The MATLAB script receives only the exported PowerPoint slides as PNG files. I then specify a total number of slide changes (typically, the number of slides), and the script finds a corresponding number of strongest changes in the EQ spectra, providing approximately equal frame durations that are often matched with the beat. Furthermore, I allowed the images to be cross-faded pixel by pixel, only specifying a maximum duration for the fade to happen.

While exporting the binary image stream from MATLAB into Processing, I literally invented movie compression (unfortunately, I was not the first to do so). As you can imagine, saving every pixel of every movie frame separately would produce a huge amount of data even for binary images. Also, a lot of this data would be redundant because consecutive frames look mostly the same. Therefore, I only exported the pixels that changed between one frame and the next, or rather their indices, i.e., their position on-screen. The result was rudimentary, relying on text files, but it worked like a charm.

As an additional gimmick, I linearly changed the colors and especially the background over the duration of a song. Check out the song below, which is an improvisation by my friend Ole, using a modular synthesizer. If you watch only one video with sound on, make sure it is this one.

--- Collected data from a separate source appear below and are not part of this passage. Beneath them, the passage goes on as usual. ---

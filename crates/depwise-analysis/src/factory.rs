//! Builds a ready-to-use orchestrator from configuration

use std::sync::Arc;

use tracing::{debug, info, warn};

use crate::{
    analyzer::{Analyzer, AnalysisOrchestrator, AnalyzerRegistry, HEURISTIC_ANALYZER},
    config::{BackendSettings, ConfigurationManager, EngineConfig},
    error::AnalysisError,
    heuristic::HeuristicAnalyzer,
    providers::{AnthropicAnalyzer, OllamaAnalyzer, OpenAiAnalyzer},
};

/// Factory for [`AnalysisOrchestrator`] instances
pub struct EngineFactory;

impl EngineFactory {
    /// Build an orchestrator from an already-loaded configuration
    ///
    /// The heuristic analyzer is registered when fallback to it is enabled or
    /// when it is the default analyzer. A backend that fails to construct is
    /// logged and left out; it never fails the build.
    pub fn build(config: &EngineConfig) -> Result<AnalysisOrchestrator, AnalysisError> {
        let config = config.clone().validated()?;
        let analysis = &config.analysis;
        let mut registry = AnalyzerRegistry::new();
        if analysis.enable_heuristic_fallback || analysis.default_analyzer == HEURISTIC_ANALYZER {
            registry.register(Arc::new(HeuristicAnalyzer::new()));
        }

        if is_enabled(&config.anthropic, true) {
            register(&mut registry, "anthropic", AnthropicAnalyzer::new(&config.anthropic));
        }
        if is_enabled(&config.openai, true) {
            register(&mut registry, "openai", OpenAiAnalyzer::new(&config.openai));
        }
        if is_enabled(&config.ollama, false) {
            register(&mut registry, "ollama", OllamaAnalyzer::new(&config.ollama));
        }

        let orchestrator = AnalysisOrchestrator::new(registry, analysis.default_analyzer.clone())
            .with_fallbacks(analysis.fallback_order.iter().cloned())
            .with_max_retries(analysis.max_retries)
            .with_retry_delay(analysis.retry_delay())
            .with_probe_timeout(analysis.probe_timeout());

        info!(
            "Analysis engine ready: order [{}], registered [{}]",
            orchestrator.effective_order().join(", "),
            orchestrator.registry().names().join(", ")
        );
        Ok(orchestrator)
    }

    /// Load configuration with precedence (defaults, files, environment) and build
    pub fn from_env() -> Result<AnalysisOrchestrator, AnalysisError> {
        let mut manager = ConfigurationManager::new();
        let config = manager.load_with_precedence()?;
        Self::build(config)
    }
}

/// Hosted backends default to enabled only when credentials are present
fn is_enabled(settings: &BackendSettings, needs_key: bool) -> bool {
    settings
        .enabled
        .unwrap_or(!needs_key || settings.api_key().is_some())
}

fn register<A>(registry: &mut AnalyzerRegistry, name: &str, built: Result<A, AnalysisError>)
where
    A: Analyzer + 'static,
{
    match built {
        Ok(analyzer) => {
            debug!("Registered {} analyzer", name);
            registry.register(Arc::new(analyzer));
        }
        Err(e) => warn!("Skipping {} analyzer: {}", name, e),
    }
}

If you watch closely, you will see the floyds move in strict geometric patterns, such as triangles, squares, and other polygons. This was achieved by rounding their direction angles to discrete steps. Of course, I used polar instead of Cartesian coordinates for much of the computations, converting polar radius and polar angle to X and Y later in the process.

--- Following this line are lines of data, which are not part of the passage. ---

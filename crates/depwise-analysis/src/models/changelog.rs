//! Changelog analysis request/response

use serde::{Deserialize, Serialize};

use super::RiskLevel;

/// Request to analyze the changelog between two versions of a package
#[derive(Debug, Clone, PartialEq, Default, Serialize, Deserialize)]
pub struct ChangelogAnalysisRequest {
    pub package_name: String,
    pub from_version: String,
    pub to_version: String,
    /// Free-text changelog between the two versions
    #[serde(default)]
    pub changelog: String,
    /// Free-text release notes, if published separately
    #[serde(default)]
    pub release_notes: String,
    /// Package manager / ecosystem (e.g. "npm", "pip")
    #[serde(default)]
    pub package_manager: String,
    /// Implementation language of the package
    #[serde(default)]
    pub language: String,
}

impl ChangelogAnalysisRequest {
    /// Changelog and release notes joined into a single body of text
    pub fn combined_text(&self) -> String {
        match (self.changelog.trim(), self.release_notes.trim()) {
            ("", "") => String::new(),
            (changelog, "") => changelog.to_string(),
            ("", notes) => notes.to_string(),
            (changelog, notes) => format!("{}\n\n{}", changelog, notes),
        }
    }
}

/// A change that breaks consumers of the previous version
#[derive(Debug, Clone, PartialEq, Serialize, Deserialize)]
pub struct BreakingChange {
    pub description: String,
    /// API or symbol affected, when identifiable
    #[serde(default)]
    pub affected_api: Option<String>,
    /// Suggested migration path
    #[serde(default)]
    pub migration: Option<String>,
    pub confidence: f64,
}

/// A newly introduced capability
#[derive(Debug, Clone, PartialEq, Serialize, Deserialize)]
pub struct Feature {
    pub description: String,
    pub confidence: f64,
}

/// A corrected defect
#[derive(Debug, Clone, PartialEq, Serialize, Deserialize)]
pub struct BugFix {
    pub description: String,
    pub confidence: f64,
}

/// A security-relevant fix
#[derive(Debug, Clone, PartialEq, Serialize, Deserialize)]
pub struct SecurityFix {
    pub description: String,
    pub severity: RiskLevel,
    /// CVE identifier, only when present in the source material
    #[serde(default)]
    pub cve_id: Option<String>,
    /// CVSS base score, only when present in the source material
    #[serde(default)]
    pub cvss_score: Option<f64>,
    pub confidence: f64,
}

/// A deprecated API or behavior
#[derive(Debug, Clone, PartialEq, Serialize, Deserialize)]
pub struct Deprecation {
    pub description: String,
    /// Replacement to migrate to, if given
    #[serde(default)]
    pub replacement: Option<String>,
    pub confidence: f64,
}

/// Result of a changelog analysis
#[derive(Debug, Clone, PartialEq, Serialize, Deserialize)]
pub struct ChangelogAnalysisResponse {
    pub package_name: String,
    pub from_version: String,
    pub to_version: String,
    pub has_breaking_change: bool,
    pub breaking_changes: Vec<BreakingChange>,
    pub new_features: Vec<Feature>,
    pub bug_fixes: Vec<BugFix>,
    pub security_fixes: Vec<SecurityFix>,
    pub deprecations: Vec<Deprecation>,
    pub risk_level: RiskLevel,
    pub risk_score: f64,
    pub confidence: f64,
    pub summary: String,
    pub recommendations: Vec<String>,
}

impl ChangelogAnalysisResponse {
    /// Empty response echoing the request identity
    pub fn for_request(request: &ChangelogAnalysisRequest) -> Self {
        Self {
            package_name: request.package_name.clone(),
            from_version: request.from_version.clone(),
            to_version: request.to_version.clone(),
            has_breaking_change: false,
            breaking_changes: Vec::new(),
            new_features: Vec::new(),
            bug_fixes: Vec::new(),
            security_fixes: Vec::new(),
            deprecations: Vec::new(),
            risk_level: RiskLevel::Low,
            risk_score: RiskLevel::Low.score(),
            confidence: 0.0,
            summary: String::new(),
            recommendations: Vec::new(),
        }
    }

    /// Every per-item confidence in the response
    pub fn item_confidences(&self) -> Vec<f64> {
        self.breaking_changes
            .iter()
            .map(|c| c.confidence)
            .chain(self.new_features.iter().map(|f| f.confidence))
            .chain(self.bug_fixes.iter().map(|f| f.confidence))
            .chain(self.security_fixes.iter().map(|f| f.confidence))
            .chain(self.deprecations.iter().map(|d| d.confidence))
            .collect()
    }
}

#[cfg(test)]
mod tests {
    use super::*;

    #[test]
    fn test_combined_text_joins_non_empty_parts() {
        let mut request = ChangelogAnalysisRequest {
            changelog: "Fixed bug".to_string(),
            ..Default::default()
        };
        assert_eq!(request.combined_text(), "Fixed bug");

        request.release_notes = "  Added feature ".to_string();
        assert_eq!(request.combined_text(), "Fixed bug\n\nAdded feature");

        request.changelog.clear();
        assert_eq!(request.combined_text(), "Added feature");
    }

    #[test]
    fn test_for_request_echoes_identity() {
        let request = ChangelogAnalysisRequest {
            package_name: "express".to_string(),
            from_version: "4.18.0".to_string(),
            to_version: "5.0.0".to_string(),
            ..Default::default()
        };
        let response = ChangelogAnalysisResponse::for_request(&request);
        assert_eq!(response.package_name, "express");
        assert_eq!(response.from_version, "4.18.0");
        assert_eq!(response.to_version, "5.0.0");
        assert!(response.item_confidences().is_empty());
    }
}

Lastly, I also used geometric patterns such as warped checkerboards, simply pulling them off Google Images and resizing them in PowerPoint. The cool part is that the resolution can be incredibly small and there can be “Stock” watermarks written all over—it does not affect the floyds’ ability to track the shapes.

Here is one final ADME song, combining it all in one video, which is also the last one I generated with DEEP FL0YD.

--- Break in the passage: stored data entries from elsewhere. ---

//! Compatibility prediction request/response

use serde::{Deserialize, Serialize};

use super::{ProjectContext, RiskLevel};

/// Directed edge `from -> to` meaning `from` depends on `to`
#[derive(Debug, Clone, PartialEq, Eq, Default, Serialize, Deserialize)]
pub struct DependencyEdge {
    pub from: String,
    pub to: String,
}

/// Resolved dependency graph of the consuming project
#[derive(Debug, Clone, PartialEq, Eq, Default, Serialize, Deserialize)]
pub struct DependencyGraph {
    pub nodes: Vec<String>,
    pub edges: Vec<DependencyEdge>,
}

impl DependencyGraph {
    /// Names of packages that directly depend on `package`
    pub fn dependents_of(&self, package: &str) -> Vec<&str> {
        self.edges
            .iter()
            .filter(|edge| edge.to == package)
            .map(|edge| edge.from.as_str())
            .collect()
    }
}

/// Request to predict whether an update is compatible with a project
#[derive(Debug, Clone, PartialEq, Eq, Default, Serialize, Deserialize)]
pub struct CompatibilityPredictionRequest {
    pub package_name: String,
    pub from_version: String,
    pub to_version: String,
    #[serde(default)]
    pub project: ProjectContext,
    #[serde(default)]
    pub dependency_graph: Option<DependencyGraph>,
}

/// A predicted incompatibility
#[derive(Debug, Clone, PartialEq, Serialize, Deserialize)]
pub struct CompatibilityIssue {
    pub description: String,
    pub severity: RiskLevel,
    /// Probability that the issue materializes, in `[0, 1]`
    pub likelihood: f64,
    pub mitigation: String,
    /// How sure the analyzer is about this issue, in `[0, 1]`
    pub confidence: f64,
}

/// Result of a compatibility prediction
#[derive(Debug, Clone, PartialEq, Serialize, Deserialize)]
pub struct CompatibilityPredictionResponse {
    pub package_name: String,
    pub from_version: String,
    pub to_version: String,
    /// Overall compatibility, in `[0, 1]`
    pub compatibility_score: f64,
    pub issues: Vec<CompatibilityIssue>,
    /// Ordered migration steps
    pub migration_steps: Vec<String>,
    pub testing_recommendations: Vec<String>,
    pub risk_level: RiskLevel,
    pub confidence: f64,
    pub summary: String,
}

By now, you might be aware of one major drawback of the visualizer: it is not real-time capable, meaning that on an average computer, rendering time takes about twice as long as the playtime of the song. Moreover, pre-processing steps in MATLAB are required, which take even longer because the language is interpreted, unlike Processing itself, which is compiled.

And just as I mentioned before, it cannot be ignored that I overdid it with the randomness. Would I do it all again, or simply code a fourth version of DEEP FL0YD, I would surely change a lot of things. Hence, here is my list of possible updates that would greatly improve the visualizer:

  • For starters, it could be real-time capable. For that, both frequency analysis and slide interpretation would need to be done in Processing or Java. Also, some advanced pre-buffering techniques of the sound files would need to be employed.
  • Secondly, the user should be able to specify the order of slides and their exact fading times.
  • Next, I would reskin the floyds using selected color palettes and try to achieve better visuals with fewer floyds, increasing performance and decreasing randomness.
  • Also, the floyds should move more fluently from one shape to the next because making them bloom only while hovering over a shape was a cheap trick. This could be achieved by improving their path-finding abilities so that fewer floyds would be needed to fill entire images, again increasing performance.
  • Finally, I am not satisfied with, albeit a little clueless as to why the videos always are butchered by YouTube compression. They are barely watchable on 1440p, never mind lower resolutions. I guess the algorithm simply is not used to the rapidly changing colors, but simplifying the DEEP FL0YD visuals would surely help.